Yun Che her zaman Xia Qingyue'nin Yue Wuya'ya karşı derin bir şükran ve suçluluk duygusu taşıdığını biliyordu. Ay Tanrısı İmparatoru'nun yerine geçmeyi kabul etmesinin nedenlerinden biri de buydu. Fakat Yue Xuange, Yue Wuya’nın oğluydu ve en büyük olandı. Aslında onu öldürmeye cesaret etmişti…
Şu anki hali bu kadar acımasız mıydı?
Yun Che sessiz kaldı ve ifadesi aniden ciddileşti. "Bu birkaç yıl boyunca herhangi bir erkeğe yakın mıydı? Öhö öhö, resmi olarak aileysiyle evliydim... Erm.… o resmi olarak ailemle evliydi, bu yüzden bu konuda endişelenmem benim için doğal!”
“Bu…” Jin Yue, başını hemen indirmeden önce Yun Che'ye bir göz attı. “Ustanın yanında sürekli iki hizmetçi büyük kız kardeş; Yao Yue, Lian Yue var, onlardan başka hiç kimse ona yaklaşmadı. Bunca yıl, genç usta Yun'dan başka hiç kimse Efendinin yatak odasına girmedi.”
"Mn.” Yun Che memnuniyetle başını salladı. “Bu daha da iyi. Gelecekte benzer bir şey olursa ona hemen birisinin karısı olduğunu hatırlatmalısınız!”
"...Evet." Jin Yue itaatkâr bir şekilde cevap verdi.
Jin Yue hiç karşı çıkmadan kabul etmişti ve bu Yun Che'yi çok şaşırttı. Gerginlik ve tedirginlik dolu genç kıza baktı. “Benden biraz korkuyor musun? Bana herkesin önünde böyle olduğunu söyleme. Ay Tanrı İmparatorunun kişisel İlahi Ay Elçisi sensin ve İlahi Ay Elçileri arasındaki statün en yüksek olmalı, değil mi?”
Jin Yue’nun narin kafası, Yun Che’nin sözlerini duyduktan sonra hemen daha da eğildi. Parmaklarının etrafında sıkıca büzülmüş olan kumaşa gözyaşı dökmek üzereymiş gibi görünüyordu. “Bu hizmetçi kız… Bu hizmetçi kız çekingen bir insan değil, sadece… Genç Üstat Yun ile yüzleşmekten utanıyorum.”
“Mn?” Yun Che'nin yüzünde şok ifadesi vardı ve derinden düşündü. “Neden? Daha önce sana sataşmış mıydım, sana bir şeyler mi yaptım?”
“Hayır, bu Genç Ustanın hatası değil, bu… Bu…” Jin Yue dudağını nazikçe ısırdı, nazik sesi çekingenlik içeriyordu. “Genç Usta, unutmuş olabilir, Genç Ustanın verdiği evlilik belgesi bu hizmetçi kız dört yıl önce, bu… Hizmetçi kızın dikkatsizliğinden dolayı başkasına kaptırılmıştı. Sonuç olarak... Bu Usta ve Genç Ustanın, Brahma Hükümdarı Tanrıçası'nın kötü ellerine düşmesine neden oldu.”
Yun Che: “...”
“Her şey bu hizmetçi kızın hatası. Göklerin iyiyi koruması iyi bir şey, aksi takdirde… Bu hizmetçi kız on bin kez ölse bile bu büyük hatayı asla telafi edemezdi. ”

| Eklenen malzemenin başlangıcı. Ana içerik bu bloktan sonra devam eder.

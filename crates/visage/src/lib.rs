//! Visage: emotion-preserving monocular 3D face capture.
//!
//! Visage reconstructs a parametric 3D face (shape, expression, pose, camera,
//! albedo, lighting, optional surface detail) from a single RGB image, and can
//! re-render the reconstruction with altered expression or pose. The defining
//! property of the pipeline is *emotion consistency*: a frozen emotion
//! recognition network judges the input photo and the rendered reconstruction,
//! and the training objective penalizes any disagreement between the two.
//!
//! # Components
//!
//! * [`encoder`] — the only trainable part: a convolutional regressor from
//!   images to [`params::FaceParameters`].
//! * [`morphable`] — the fixed linear face model that decodes parameters into
//!   a mesh and texture.
//! * [`render`] — a fixed, fully differentiable soft rasterizer.
//! * [`emotion`] — the frozen emotion feature extractor.
//! * [`losses`] — the weighted multi-term training objective.
//! * [`trainer`] — the staged (coarse → detail) optimization loop with
//!   checkpointing and NaN-resilient stepping.
//! * [`capture`] — the inference path (no losses, deterministic).
//!
//! # Coordinate conventions
//!
//! Mesh vertices live in a right-handed model space with Y up. After the
//! orthographic camera projection, X and Y are in normalized device
//! coordinates (`-1..=1`, Y pointing *down* to match image rows) and larger Z
//! means closer to the camera. Landmark tensors use the same NDC convention.

use log::LevelFilter;

pub mod capture;
pub mod data;
pub mod emotion;
pub mod encoder;
pub mod error;
pub mod losses;
pub mod morphable;
pub mod params;
pub mod render;
pub mod trainer;

#[cfg(test)]
mod test;

pub use error::{Error, Result};

/// macro-use only, not part of public API.
#[doc(hidden)]
pub fn init_logger(calling_crate: &'static str) {
    let log_level = LevelFilter::Debug;
    env_logger::Builder::new()
        .filter(Some(calling_crate), log_level)
        .filter(Some(env!("CARGO_PKG_NAME")), log_level)
        .parse_default_env()
        .try_init()
        .ok();
}

/// Initializes logging to *stderr*.
///
/// The calling crate and visage will log at *debug* level; `RUST_LOG` can
/// override this. If a global logger is already registered, this macro does
/// nothing.
#[macro_export]
macro_rules! init_logger {
    () => {
        $crate::init_logger(env!("CARGO_CRATE_NAME"))
    };
}
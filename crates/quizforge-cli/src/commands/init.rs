//! The `quizforge init` command.

use anyhow::Result;

pub fn execute() -> Result<()> {
    if std::path::Path::new("quizforge.toml").exists() {
        println!("quizforge.toml already exists, skipping.");
    } else {
        std::fs::write("quizforge.toml", SAMPLE_CONFIG)?;
        println!("Created quizforge.toml");
    }

    std::fs::create_dir_all("drafts")?;
    let example_path = std::path::Path::new("drafts/example.toml");
    if example_path.exists() {
        println!("drafts/example.toml already exists, skipping.");
    } else {
        std::fs::write(example_path, EXAMPLE_DRAFT)?;
        println!("Created drafts/example.toml");
    }

    println!("\nNext steps:");
    println!("  1. Run: quizforge validate --draft drafts/example.toml");
    println!("  2. Run: quizforge create --draft drafts/example.toml");
    println!("  3. Run: quizforge list, then quizforge take --id <ID>");

    Ok(())
}

const SAMPLE_CONFIG: &str = r#"# quizforge configuration

# Where committed quizzes are kept. ${VAR} references are expanded.
store_path = "./quizforge-data/quizzes.json"
pretty = true
"#;

const EXAMPLE_DRAFT: &str = r#"title = "General Knowledge"
description = "A short warm-up quiz"

[[questions]]
text = "2+2?"
options = ["3", "4", "5", "6"]
correct = 1

[[questions]]
text = "Capital of France?"
options = ["Berlin", "Paris", "Rome", "Madrid"]
correct = 1
"#;
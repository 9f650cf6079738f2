//! The `quizforge create` command.

use std::path::PathBuf;

use anyhow::{Context, Result};

use quizforge_core::draft_file::parse_draft;
use quizforge_core::QuizBuilder;

pub fn execute(config: Option<PathBuf>, store: Option<PathBuf>, draft_path: PathBuf) -> Result<()> {
    let draft = parse_draft(&draft_path)?;
    let mut store = super::open_store(config, store)?;

    let mut builder = QuizBuilder::new();
    builder.load(draft);
    let quiz = builder
        .commit(&mut store)
        .with_context(|| format!("could not create quiz from {}", draft_path.display()))?;

    tracing::info!("quiz {} written", quiz.id());
    println!(
        "Created quiz {} '{}' ({} questions)",
        quiz.id(),
        quiz.title(),
        quiz.len()
    );
    Ok(())
}
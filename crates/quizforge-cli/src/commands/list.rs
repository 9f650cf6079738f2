//! The `quizforge list` command.

use std::path::PathBuf;

use anyhow::Result;
use comfy_table::{Cell, Table};

use quizforge_core::render::{list_view, ListView};

pub fn execute(config: Option<PathBuf>, store: Option<PathBuf>, json: bool) -> Result<()> {
    let store = super::open_store(config, store)?;
    let view = list_view(store.list());

    if json {
        println!("{}", serde_json::to_string_pretty(&view)?);
        return Ok(());
    }

    match view {
        ListView::Empty { heading, hint } => {
            println!("{heading}");
            println!("{hint}");
        }
        ListView::Cards { cards } => {
            let mut table = Table::new();
            table.set_header(vec!["Id", "Title", "Description", "Details"]);
            for card in &cards {
                table.add_row(vec![
                    Cell::new(card.id),
                    Cell::new(&card.title),
                    Cell::new(&card.description),
                    Cell::new(&card.meta),
                ]);
            }
            println!("{table}");
        }
    }

    Ok(())
}
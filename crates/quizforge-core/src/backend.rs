//! Storage media for the quiz store.
//!
//! The store persists its whole collection as one named blob. A backend only
//! knows how to read and replace that blob; parsing and validation live in
//! `store`.

use std::fs::{File, OpenOptions};
use std::io::Write;
use std::path::{Path, PathBuf};
use std::sync::{Arc, Mutex, MutexGuard};

use fs4::fs_std::FileExt;
use tempfile::NamedTempFile;

use crate::error::PersistenceError;

/// A medium holding a single named text blob.
pub trait BlobBackend: Send + Sync {
    /// Where the blob lives, for logs and error messages.
    fn location(&self) -> PathBuf;

    /// Read the blob. `Ok(None)` means it has never been written.
    fn read(&self) -> Result<Option<String>, PersistenceError>;

    /// Replace the blob with `contents` if it still holds `expected`.
    ///
    /// The check and the replacement happen as one step with respect to
    /// other writers of the same blob. A mismatch fails with
    /// `PersistenceError::Conflict` and leaves the blob untouched.
    fn compare_and_write(&self, expected: Option<&str>, contents: &str)
        -> Result<(), PersistenceError>;
}

/// Blob stored as a file on disk.
///
/// Writers serialize on an exclusive lock of a sidecar `<file>.lock`. Writes
/// go to a temporary file in the same directory which is then renamed over
/// the target, so readers see either the old or the new contents.
#[derive(Debug, Clone)]
pub struct FileBackend {
    path: PathBuf,
}

impl FileBackend {
    pub fn new(path: impl Into<PathBuf>) -> Self {
        Self { path: path.into() }
    }

    pub fn path(&self) -> &Path {
        &self.path
    }

    /// Sidecar file used for the writer lock.
    pub fn lock_path(&self) -> PathBuf {
        let mut name = self.path.as_os_str().to_owned();
        name.push(".lock");
        PathBuf::from(name)
    }

    fn dir(&self) -> PathBuf {
        match self.path.parent() {
            Some(parent) if !parent.as_os_str().is_empty() => parent.to_path_buf(),
            _ => PathBuf::from("."),
        }
    }

    fn write_err(&self, source: std::io::Error) -> PersistenceError {
        PersistenceError::Write {
            location: self.path.clone(),
            source,
        }
    }

    /// Open the sidecar and block until this process holds it exclusively.
    /// The lock is released when the returned file is dropped.
    fn lock_writers(&self) -> Result<File, PersistenceError> {
        let lock = OpenOptions::new()
            .create(true)
            .read(true)
            .write(true)
            .truncate(false)
            .open(self.lock_path())
            .map_err(|e| self.write_err(e))?;
        FileExt::lock_exclusive(&lock).map_err(|e| self.write_err(e))?;
        Ok(lock)
    }

    fn replace(&self, dir: &Path, contents: &str) -> Result<(), PersistenceError> {
        let mut tmp = NamedTempFile::new_in(dir).map_err(|e| self.write_err(e))?;
        tmp.write_all(contents.as_bytes())
            .map_err(|e| self.write_err(e))?;
        tmp.as_file().sync_all().map_err(|e| self.write_err(e))?;
        tmp.persist(&self.path).map_err(|e| self.write_err(e.error))?;
        Ok(())
    }
}

impl BlobBackend for FileBackend {
    fn location(&self) -> PathBuf {
        self.path.clone()
    }

    fn read(&self) -> Result<Option<String>, PersistenceError> {
        match std::fs::read_to_string(&self.path) {
            Ok(content) => Ok(Some(content)),
            Err(e) if e.kind() == std::io::ErrorKind::NotFound => Ok(None),
            Err(source) => Err(PersistenceError::Read {
                location: self.path.clone(),
                source,
            }),
        }
    }

    fn compare_and_write(
        &self,
        expected: Option<&str>,
        contents: &str,
    ) -> Result<(), PersistenceError> {
        let dir = self.dir();
        std::fs::create_dir_all(&dir).map_err(|e| self.write_err(e))?;

        let _lock = self.lock_writers()?;
        let current = self.read()?;
        if current.as_deref() != expected {
            return Err(PersistenceError::Conflict);
        }
        self.replace(&dir, contents)
    }
}

#[derive(Debug, Default)]
struct MemoryState {
    contents: Option<String>,
    unavailable: bool,
    writes: u32,
}

/// In-process blob, shared between clones.
///
/// Clones see the same blob, which makes it easy to model two writers. Writes
/// can be switched off to model a full or missing medium.
#[derive(Debug, Clone, Default)]
pub struct MemoryBackend {
    state: Arc<Mutex<MemoryState>>,
}

impl MemoryBackend {
    pub fn new() -> Self {
        Self::default()
    }

    /// Start with an existing blob.
    pub fn with_contents(contents: &str) -> Self {
        let backend = Self::default();
        backend.lock().contents = Some(contents.to_string());
        backend
    }

    /// Make subsequent writes fail with `PersistenceError::Unavailable`.
    pub fn set_unavailable(&self, unavailable: bool) {
        self.lock().unavailable = unavailable;
    }

    /// Current blob contents.
    pub fn contents(&self) -> Option<String> {
        self.lock().contents.clone()
    }

    /// Replace the blob directly, bypassing any store.
    pub fn overwrite(&self, contents: &str) {
        self.lock().contents = Some(contents.to_string());
    }

    /// Number of successful writes so far.
    pub fn write_count(&self) -> u32 {
        self.lock().writes
    }

    fn lock(&self) -> MutexGuard<'_, MemoryState> {
        self.state.lock().unwrap_or_else(|poisoned| poisoned.into_inner())
    }
}

impl BlobBackend for MemoryBackend {
    fn location(&self) -> PathBuf {
        PathBuf::from("<memory>")
    }

    fn read(&self) -> Result<Option<String>, PersistenceError> {
        Ok(self.lock().contents.clone())
    }

    fn compare_and_write(
        &self,
        expected: Option<&str>,
        contents: &str,
    ) -> Result<(), PersistenceError> {
        let mut state = self.lock();
        if state.unavailable {
            return Err(PersistenceError::Unavailable(
                "in-memory store is not accepting writes".into(),
            ));
        }
        if state.contents.as_deref() != expected {
            return Err(PersistenceError::Conflict);
        }
        state.contents = Some(contents.to_string());
        state.writes += 1;
        Ok(())
    }
}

Her iki elini de sıkıca tutarken söyledi. Yüzü solgunlaştı ve gözyaşları dökülmek üzereydi.
Yıllar önce Ay Tanrısı Aleminde düzenlenen büyük tören sırasında, evlilik sözleşmesi Xing Juekong tarafından halka duyurulduğunda son derece şaşırmıştı. Ancak bu olayı hatırladıktan sonra, büyük olasılıkla Qianye Ying’er tarafından yapıldığını düşünmüştü. Qianye Ying’er, onu ve Xia Qingyue'yi umutsuz bir duruma sokmak için bu konuyu kullanmıştı.
Bu arada, bu evlilik sözleşmesi Jin Yue'nin elinden alınmıştı. Bu doğal olarak onu muazzam bir suçluluk duygusu ile doldurulacaktı.
Yun Che aniden Xia Qingyue'nin neden Jin Yue'den ona eşlik etmesini istediğini anladı. Kalbindeki düğümü çözmesine yardımcı olabileceğini düşünmüş olmalıydı. Bu meselenin tüm yıllar boyunca kalbinde ağırlık yaptığı belliydi.
Doğası gereği Xia Qingyue'nin kişisel hizmetçisi olabiliyordu.
”Bayan Jin Yue." Yun che soluk bir gülümsemeyle baktı. “Aniden Qingyue'nin sana neden bu kadar değer verdiğini anladım."
“Ah?” Jin Yue başını hafifçe kaldırdı, yüzünde hafifçe şaşırmış bir ifade vardı.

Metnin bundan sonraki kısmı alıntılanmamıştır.